Copy nothing but the lines below running from the line containing "filename components/feserial/src/device.rs" through the line containing "pub struct FeSerial<W: RegisterWindow>", both end lines included.

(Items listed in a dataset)
====
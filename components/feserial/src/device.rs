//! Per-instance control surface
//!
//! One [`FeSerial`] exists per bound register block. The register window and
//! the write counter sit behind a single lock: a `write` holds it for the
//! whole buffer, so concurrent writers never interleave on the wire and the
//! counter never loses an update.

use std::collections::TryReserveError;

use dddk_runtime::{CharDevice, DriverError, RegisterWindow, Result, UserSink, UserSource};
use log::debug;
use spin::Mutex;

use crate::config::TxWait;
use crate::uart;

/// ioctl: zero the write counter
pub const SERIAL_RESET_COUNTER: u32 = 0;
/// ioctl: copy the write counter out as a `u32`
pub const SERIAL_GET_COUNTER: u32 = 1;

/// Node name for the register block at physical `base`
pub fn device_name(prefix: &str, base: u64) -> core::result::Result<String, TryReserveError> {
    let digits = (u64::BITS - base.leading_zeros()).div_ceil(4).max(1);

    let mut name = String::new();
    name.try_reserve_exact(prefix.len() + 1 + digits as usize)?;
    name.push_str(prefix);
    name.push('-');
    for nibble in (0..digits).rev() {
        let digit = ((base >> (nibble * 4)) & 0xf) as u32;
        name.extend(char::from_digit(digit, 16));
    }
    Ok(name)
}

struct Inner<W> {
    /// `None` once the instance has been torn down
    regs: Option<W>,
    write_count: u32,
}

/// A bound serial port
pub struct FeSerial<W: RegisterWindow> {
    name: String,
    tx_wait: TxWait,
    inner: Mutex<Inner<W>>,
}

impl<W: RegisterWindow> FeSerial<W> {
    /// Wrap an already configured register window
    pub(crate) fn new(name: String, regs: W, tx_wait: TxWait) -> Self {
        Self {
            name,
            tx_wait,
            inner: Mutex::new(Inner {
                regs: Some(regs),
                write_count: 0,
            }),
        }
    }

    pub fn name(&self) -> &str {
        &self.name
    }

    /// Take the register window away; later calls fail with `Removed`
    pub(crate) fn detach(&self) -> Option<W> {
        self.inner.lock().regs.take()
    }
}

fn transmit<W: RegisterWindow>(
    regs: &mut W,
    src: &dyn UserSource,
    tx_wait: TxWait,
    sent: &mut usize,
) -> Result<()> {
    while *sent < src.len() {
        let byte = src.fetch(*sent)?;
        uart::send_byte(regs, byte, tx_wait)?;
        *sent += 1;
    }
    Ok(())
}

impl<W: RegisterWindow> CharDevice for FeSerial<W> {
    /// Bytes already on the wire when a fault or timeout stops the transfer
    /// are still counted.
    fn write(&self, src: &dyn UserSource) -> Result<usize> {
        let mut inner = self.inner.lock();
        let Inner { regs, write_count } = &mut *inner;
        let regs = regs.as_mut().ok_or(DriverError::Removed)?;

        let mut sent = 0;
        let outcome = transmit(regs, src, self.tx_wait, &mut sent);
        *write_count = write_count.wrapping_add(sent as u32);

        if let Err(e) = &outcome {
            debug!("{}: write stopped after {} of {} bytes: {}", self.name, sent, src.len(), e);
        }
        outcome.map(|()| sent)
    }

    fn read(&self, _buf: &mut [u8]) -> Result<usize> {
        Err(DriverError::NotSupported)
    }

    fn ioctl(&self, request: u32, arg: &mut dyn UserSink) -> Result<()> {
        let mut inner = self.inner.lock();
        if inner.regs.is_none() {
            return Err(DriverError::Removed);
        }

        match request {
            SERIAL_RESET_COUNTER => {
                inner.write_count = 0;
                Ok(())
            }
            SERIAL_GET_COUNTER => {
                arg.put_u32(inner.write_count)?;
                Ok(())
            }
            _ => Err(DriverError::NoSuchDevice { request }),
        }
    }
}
====
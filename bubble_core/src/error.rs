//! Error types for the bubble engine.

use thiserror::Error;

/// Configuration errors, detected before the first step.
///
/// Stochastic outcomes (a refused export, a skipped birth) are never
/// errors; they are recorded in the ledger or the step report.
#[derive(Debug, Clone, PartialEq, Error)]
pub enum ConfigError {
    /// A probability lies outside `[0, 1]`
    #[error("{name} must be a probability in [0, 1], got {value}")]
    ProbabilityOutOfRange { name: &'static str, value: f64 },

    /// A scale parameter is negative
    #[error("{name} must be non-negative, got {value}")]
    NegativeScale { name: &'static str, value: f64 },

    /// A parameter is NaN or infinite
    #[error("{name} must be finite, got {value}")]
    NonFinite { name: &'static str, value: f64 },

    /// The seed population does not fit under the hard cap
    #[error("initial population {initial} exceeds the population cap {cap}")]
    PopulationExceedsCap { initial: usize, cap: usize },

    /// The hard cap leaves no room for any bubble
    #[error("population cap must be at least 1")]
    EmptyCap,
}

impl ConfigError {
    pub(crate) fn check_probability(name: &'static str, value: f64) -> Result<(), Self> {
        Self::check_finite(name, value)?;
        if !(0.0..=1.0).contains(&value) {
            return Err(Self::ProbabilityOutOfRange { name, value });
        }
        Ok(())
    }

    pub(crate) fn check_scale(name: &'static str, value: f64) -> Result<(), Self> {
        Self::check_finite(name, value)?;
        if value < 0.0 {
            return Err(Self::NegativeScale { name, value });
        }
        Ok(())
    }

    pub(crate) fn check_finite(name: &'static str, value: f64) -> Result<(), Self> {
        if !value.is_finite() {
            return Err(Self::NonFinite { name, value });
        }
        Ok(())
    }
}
====
Problem solution:
filename components/feserial/src/device.rs
//! Per-instance control surface
//!
//! One [`FeSerial`] exists per bound register block. The register window and
//! the write counter sit behind a single lock: a `write` holds it for the
//! whole buffer, so concurrent writers never interleave on the wire and the
//! counter never loses an update.

use std::collections::TryReserveError;

use dddk_runtime::{CharDevice, DriverError, RegisterWindow, Result, UserSink, UserSource};
use log::debug;
use spin::Mutex;

use crate::config::TxWait;
use crate::uart;

/// ioctl: zero the write counter
pub const SERIAL_RESET_COUNTER: u32 = 0;
/// ioctl: copy the write counter out as a `u32`
pub const SERIAL_GET_COUNTER: u32 = 1;

/// Node name for the register block at physical `base`
pub fn device_name(prefix: &str, base: u64) -> core::result::Result<String, TryReserveError> {
    let digits = (u64::BITS - base.leading_zeros()).div_ceil(4).max(1);

    let mut name = String::new();
    name.try_reserve_exact(prefix.len() + 1 + digits as usize)?;
    name.push_str(prefix);
    name.push('-');
    for nibble in (0..digits).rev() {
        let digit = ((base >> (nibble * 4)) & 0xf) as u32;
        name.extend(char::from_digit(digit, 16));
    }
    Ok(name)
}

struct Inner<W> {
    /// `None` once the instance has been torn down
    regs: Option<W>,
    write_count: u32,
}

/// A bound serial port
pub struct FeSerial<W: RegisterWindow> {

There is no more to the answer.